Stiamo correndo verso una deriva post-umana in cui i rapporti sociali tendono a corrompersi, in cui le persone rischiano di trovarsi “drogate” dall’abuso dei social, dipendenti dai like e dai commenti degli altri utenti, finendo spersonalizzate e scollate dalla realtà “vera”. I social hanno abbattuto molte barriere, avvicinano ma al contempo allontanano da ciò che è reale, diffondendo un’idea di perfezione virtuale che soprattutto i più giovani tendono a emulare finendo inevitabilmente frustrati.
I social non hanno solo illuso di poter offrire una “community” con un senso irreale e irraggiungibile di perfezione, ma hanno anche portato al costituirsi di un odio “democratico” in cui ognuno si sente libero e legittimato (in “diritto” quindi) di manifestare il proprio dissenso (il più delle volte acritico e di pancia) arrivando a insultare e minacciare gli altri: da qui il fenomeno degli haters e del cyberbullismo.

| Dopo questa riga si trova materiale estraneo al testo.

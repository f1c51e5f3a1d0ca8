//! Method-keyed route tables.
//!
//! Each method owns an ordered list of `(pattern, handler)` pairs. Lookup is
//! a linear scan in registration order and the first full match wins, so
//! earlier registrations shadow later ones for the same path.

use crate::method::HttpMethod;
use crate::params::Params;
use crate::pattern::PathPattern;

/// A registered route: a full-match pattern plus its handler.
#[derive(Debug, Clone)]
pub struct Route<H> {
    pattern: PathPattern,
    handler: H,
}

impl<H> Route<H> {
    /// Creates a route.
    pub fn new(pattern: PathPattern, handler: H) -> Self {
        Self { pattern, handler }
    }

    /// The route's pattern.
    pub fn pattern(&self) -> &PathPattern {
        &self.pattern
    }

    /// The route's handler.
    pub fn handler(&self) -> &H {
        &self.handler
    }
}

/// Result of a successful lookup.
#[derive(Debug)]
pub struct RouteMatch<'a, H> {
    /// The matched route's pattern.
    pub pattern: &'a PathPattern,
    /// The matched route's handler.
    pub handler: &'a H,
    /// Parameters bound by the pattern.
    pub params: Params,
}

/// Per-method ordered route lists.
///
/// # Example
///
/// ```rust
/// use trellis_router::{HttpMethod, PathPattern, RouteTable};
///
/// let mut table = RouteTable::new();
/// table.insert(HttpMethod::Get, PathPattern::parse("/items/:id"), "getItem");
///
/// let found = table.find(HttpMethod::Get, &["items", "7"]).unwrap();
/// assert_eq!(*found.handler, "getItem");
/// assert_eq!(found.params.get("id"), Some("7"));
///
/// assert!(table.find(HttpMethod::Post, &["items", "7"]).is_none());
/// ```
#[derive(Debug, Clone)]
pub struct RouteTable<H> {
    routes: [Vec<Route<H>>; HttpMethod::COUNT],
}

impl<H> Default for RouteTable<H> {
    fn default() -> Self {
        Self {
            routes: std::array::from_fn(|_| Vec::new()),
        }
    }
}

impl<H> RouteTable<H> {
    /// Creates an empty table.
    pub fn new() -> Self {
        Self::default()
    }

    /// Appends a route for `method`.
    pub fn insert(&mut self, method: HttpMethod, pattern: PathPattern, handler: H) {
        self.routes[method.index()].push(Route::new(pattern, handler));
    }

    /// Routes registered for `method`, in registration order.
    pub fn routes(&self, method: HttpMethod) -> &[Route<H>] {
        &self.routes[method.index()]
    }

    /// Finds the first route for `method` whose pattern fully matches `path`.
    pub fn find<S: AsRef<str>>(&self, method: HttpMethod, path: &[S]) -> Option<RouteMatch<'_, H>> {
        self.routes(method)
            .iter()
            .find(|route| route.pattern.matches_full(path))
            .map(|route| RouteMatch {
                pattern: &route.pattern,
                handler: &route.handler,
                params: route.pattern.extract_params(path),
            })
    }

    /// Methods that have a route fully matching `path`.
    pub fn allowed_methods<S: AsRef<str>>(&self, path: &[S]) -> Vec<HttpMethod> {
        HttpMethod::ALL
            .into_iter()
            .filter(|m| self.routes(*m).iter().any(|r| r.pattern.matches_full(path)))
            .collect()
    }

    /// Total number of routes across all methods.
    pub fn len(&self) -> usize {
        self.routes.iter().map(Vec::len).sum()
    }

    /// Returns true if no routes are registered.
    pub fn is_empty(&self) -> bool {
        self.routes.iter().all(Vec::is_empty)
    }
}

#[cfg(test)]
mod tests {
    use super::*;

    fn table() -> RouteTable<&'static str> {
        let mut table = RouteTable::new();
        table.insert(HttpMethod::Get, PathPattern::parse("/users"), "listUsers");
        table.insert(HttpMethod::Get, PathPattern::parse("/users/me"), "getMe");
        table.insert(HttpMethod::Get, PathPattern::parse("/users/:id"), "getUser");
        table.insert(HttpMethod::Delete, PathPattern::parse("/users/:id"), "deleteUser");
        table
    }

    #[test]
    fn test_find_by_method() {
        let table = table();
        assert_eq!(*table.find(HttpMethod::Get, &["users"]).unwrap().handler, "listUsers");
        assert_eq!(
            *table.find(HttpMethod::Delete, &["users", "1"]).unwrap().handler,
            "deleteUser"
        );
        assert!(table.find(HttpMethod::Post, &["users"]).is_none());
    }

    #[test]
    fn test_first_registered_wins() {
        let table = table();
        let found = table.find(HttpMethod::Get, &["users", "me"]).unwrap();
        assert_eq!(*found.handler, "getMe");
        assert!(found.params.is_empty());
    }

    #[test]
    fn test_later_registration_is_shadowed() {
        let mut table = RouteTable::new();
        table.insert(HttpMethod::Get, PathPattern::parse("/:any"), 1);
        table.insert(HttpMethod::Get, PathPattern::parse("/exact"), 2);
        assert_eq!(*table.find(HttpMethod::Get, &["exact"]).unwrap().handler, 1);
    }

    #[test]
    fn test_find_requires_full_match() {
        let table = table();
        assert!(table.find(HttpMethod::Get, &["users", "1", "posts"]).is_none());
    }

    #[test]
    fn test_find_extracts_params() {
        let table = table();
        let found = table.find(HttpMethod::Get, &["users", "42"]).unwrap();
        assert_eq!(found.params.get("id"), Some("42"));
        assert_eq!(found.pattern.to_string(), "/users/:id");
    }

    #[test]
    fn test_root_route() {
        let mut table = RouteTable::new();
        table.insert(HttpMethod::Get, PathPattern::root(), "home");
        assert!(table.find::<&str>(HttpMethod::Get, &[]).is_some());
        assert!(table.find(HttpMethod::Get, &["x"]).is_none());
    }

    #[test]
    fn test_allowed_methods() {
        let table = table();
        assert_eq!(
            table.allowed_methods(&["users", "9"]),
            vec![HttpMethod::Get, HttpMethod::Delete]
        );
        assert!(table.allowed_methods(&["nope"]).is_empty());
    }

    #[test]
    fn test_len() {
        let table = table();
        assert_eq!(table.len(), 4);
        assert!(!table.is_empty());
        assert!(RouteTable::<()>::new().is_empty());
    }
}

È come se non esistesse più un filtro tra il pensiero/emozione e ciò che viene trascritto.
Il problema non è però nei social network in sé, ma in noi: essi sono un mezzo, siamo noi che abbiamo disatteso la capacità di saperli usare al meglio, dimostrandoci eticamente immaturi per gestire la rivoluzione digitale.
La virtualità ci rende più fragili e soli e rischia di risucchiarci in un vortice fatto di solitudine e sorveglianza: dovremmo divenire più consapevoli e responsabili dei mezzi che abbiamo e riappropriarci non solo del senso critico ma anche di quello spirito etico che dovrebbe supportare l’innovazione. Affinché la tecnologia sia pensata in funzione e per il bene dell’uomo, per non rischiare altrimenti di finire schiavi delle macchine che abbiamo progettato.